Setting our $150 limit has helped us learn how to work together to plan for major purchases.
Practicing Delayed Spending
Impulse purchases can kill your budget. And cause arguments.
A waiting period can solve all that.
For larger purchases, we’ve decided on a set waiting period before we pull the trigger. Unless it’s something clearly necessary (like a new car battery), it can wait.
Typically, my husband and I wait about a week before deciding to spend a larger sum of money. We do a lot of research, price comparison, and thinking on whether we really need or want the item we’re considering buying.
Our waiting period decreased overspending and kept everyone happy. But it isn’t just us in the picture. There is our daughter to consider.
3 – Handling Kids & Allowances
As a child, I never received an allowance. I did whatever my parents asked of me, whenever they asked (most of the time).
But my husband grew up with a certain list of chores that he completed each week for an allowance.
In retrospect, I wish I had gotten an allowance when I was younger so that I could have started to build healthy money habits at an early age. Luckily, this means my husband and I have an area where we agree. Our kids should receive an allowance. But how?
Should Our Kids Get an Allowance Based on Doing Expected Tasks?

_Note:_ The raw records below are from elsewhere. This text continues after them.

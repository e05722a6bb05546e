//! Declarative helpers for assembling rule sets.

/// Builds a [`RuleSet`](crate::RuleSet) from `field => [rules...]` pairs.
///
/// Fields are registered in declaration order, which is also the order
/// `is_valid` checks them in.
///
/// ```
/// use fieldguard_validator::{Outcome, rule_set};
/// use serde_json::{Value, json};
///
/// fn is_one(v: &Value) -> Outcome { Outcome::check(v == &json!(1), "Data must be one.") }
/// fn is_two(v: &Value) -> Outcome { Outcome::check(v == &json!(2), "Data must be two.") }
///
/// let set = rule_set! {
///     "one" => [is_one],
///     "two" => [is_two],
/// };
/// assert_eq!(set.fields().collect::<Vec<_>>(), ["one", "two"]);
/// ```
#[macro_export]
macro_rules! rule_set {
    () => {
        $crate::RuleSet::new()
    };
    ($($field:expr => [$($rule:expr),* $(,)?]),+ $(,)?) => {{
        let mut set = $crate::RuleSet::new();
        $(
            set.insert($field, $crate::RuleList::new()$(.with($rule))*);
        )+
        set
    }};
}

We used to differ on if our daughter will get an allowance or whether chores are just part of being a member of the household. Fortunately, there are so many resources on this topic. We did our research, discussed, and decided to compromise.
For certain chores – making her bed, keeping her room clean, putting her dishes in the dishwasher, and etc. – she will not receive an allowance.
But for “bigger” chores – cleaning the toilet, vacuuming, dusting, etc. – she will receive a predetermined amount. Each “extra” chore will have its own amount, relative to the length of time it takes to complete and the difficulty level. For example, vacuuming the family room rug may earn $.50, while dusting the bedrooms might be $1.50.
There is More Than One Way to Do Allowance
There are many, many ways to determine the amount for allowance, from price-per-chore to set amount per week based on age. My husband and I have found our way to encourage our daughter to complete chores to earn money, while still holding her to clear expectations.
4 – Teaching the Value of Money
Our daughter has a clear bank where she keeps her money. Sometimes, seeing it there burns a hole in her pocket.
What should we do? How do we teach her the value of a dollar?
What Do We Let Our Daughter Spend Her Money On?
Deciding what we pay for and what should come from our daughter’s savings is still an issue we’re navigating.
The other day we were all at a bookstore and our daughter saw a book that she just had to have. We told her this item wasn’t in our budget, but that she could put it on her wish list for Christmas or her birthday.
Spoiler alert: That didn’t work. She wanted it now.
She negotiated with us, asking if we would pay for half of the book. At the time, I didn’t want to make a scene, but I believe she is old enough to pay a full $11 for a book that she wants. But my husband decided to split the cost with her.
To my delight, she proudly gave us $5.50 from her bank as soon as we got home.
Of course, the book has laid untouched since them. But that’s a lesson for another day I suppose.
5 – Teaching Spend, Save, Donate
To encourage a healthy mindset towards money, my husband and I set up jars for spending, saving, and donating in our daughter’s room. These are labeled and we encourage her to set aside a percentage of her allowance into each jar (currently it’s 50% save, 30% spend, and 20% donate).
While it might be tedious breaking down $5 into $2.50, $1.50, and $1.00, it really helps our daughter to see where her money is going.
How Do We Help Our Child Set Financial Goals?
Learning to save and invest is important for long-term financial health. So we take her to the bank and deposit her savings monthly.
As she gets older, we want to ask her about what she’d like to save for, help her set amounts, and automate her savings. I’ve seen pictures where you color in when you reach a certain dollar amount towards your goal, and I think the visual reminder would be just perfect for her.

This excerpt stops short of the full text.